Please write out all the data exactly as shown.

Stored items:

● ● ● ●

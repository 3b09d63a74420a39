use std::path::PathBuf;

/// Failures raised by a [`ModelEngine`](crate::engine::ModelEngine) implementation.
#[derive(thiserror::Error, Debug)]
pub enum EngineError {
    #[cfg(feature = "onnx")]
    #[error("ORT error: {0}")]
    Ort(#[from] ort::Error),

    #[error("Invalid input shape")]
    InvalidInputShape,

    #[error("Preprocess error: {0}")]
    Preprocess(String),

    #[error("Inference error: {0}")]
    Inference(String),

    #[error("Model session lock poisoned")]
    Poisoned,
}

/// Pipeline-level failures. "No text found" is never one of these.
#[derive(thiserror::Error, Debug)]
pub enum OcrError {
    #[error("Engine error: {0}")]
    Engine(#[from] EngineError),

    #[error("Dictionary error ({path}): {reason}")]
    Dictionary { path: PathBuf, reason: String },

    #[error("Invalid configuration: {0}")]
    Config(String),

    #[error("Invalid image: {0}")]
    InvalidImage(String),

    #[error("Recognizer returned {actual} matrices for {expected} crops")]
    RecognitionCount { expected: usize, actual: usize },

    #[error("Recognizer emits {classes} classes but the dictionary only maps {dictionary}")]
    ClassCountMismatch { classes: usize, dictionary: usize },

    #[error("I/O error: {0}")]
    Io(#[from] std::io::Error),

    #[error("JSON error: {0}")]
    Json(#[from] serde_json::Error),
}

pub type Result<T, E = OcrError> = std::result::Result<T, E>;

● ● ● ●

_SOLUTION TO THIS PROBLEM_:
repository 3b09d63a74420a39
use std::path::PathBuf;

/// Failures raised by a [`ModelEngine`](crate::engine::ModelEngine) implementation.
#[derive(thiserror::Error, Debug)]
pub enum EngineError {
    #[cfg(feature = "onnx")]
    #[error("ORT error: {0}")]
    Ort(#[from] ort::Error),

    #[error("Invalid input shape")]
    InvalidInputShape,

    #[error("Preprocess error: {0}")]
    Preprocess(String),

    #[error("Inference error: {0}")]
    Inference(String),

    #[error("Model session lock poisoned")]
    Poisoned,
}

/// Pipeline-level failures. "No text found" is never one of these.
#[derive(thiserror::Error, Debug)]
pub enum OcrError {
    #[error("Engine error: {0}")]
    Engine(#[from] EngineError),

    #[error("Dictionary error ({path}): {reason}")]
    Dictionary { path: PathBuf, reason: String },

    #[error("Invalid configuration: {0}")]
    Config(String),

    #[error("Invalid image: {0}")]
    InvalidImage(String),

    #[error("Recognizer returned {actual} matrices for {expected} crops")]
    RecognitionCount { expected: usize, actual: usize },

    #[error("Recognizer emits {classes} classes but the dictionary only maps {dictionary}")]
    ClassCountMismatch { classes: usize, dictionary: usize },

    #[error("I/O error: {0}")]
    Io(#[from] std::io::Error),

    #[error("JSON error: {0}")]
    Json(#[from] serde_json::Error),
}

pub type Result<T, E = OcrError> = std::result::Result<T, E>;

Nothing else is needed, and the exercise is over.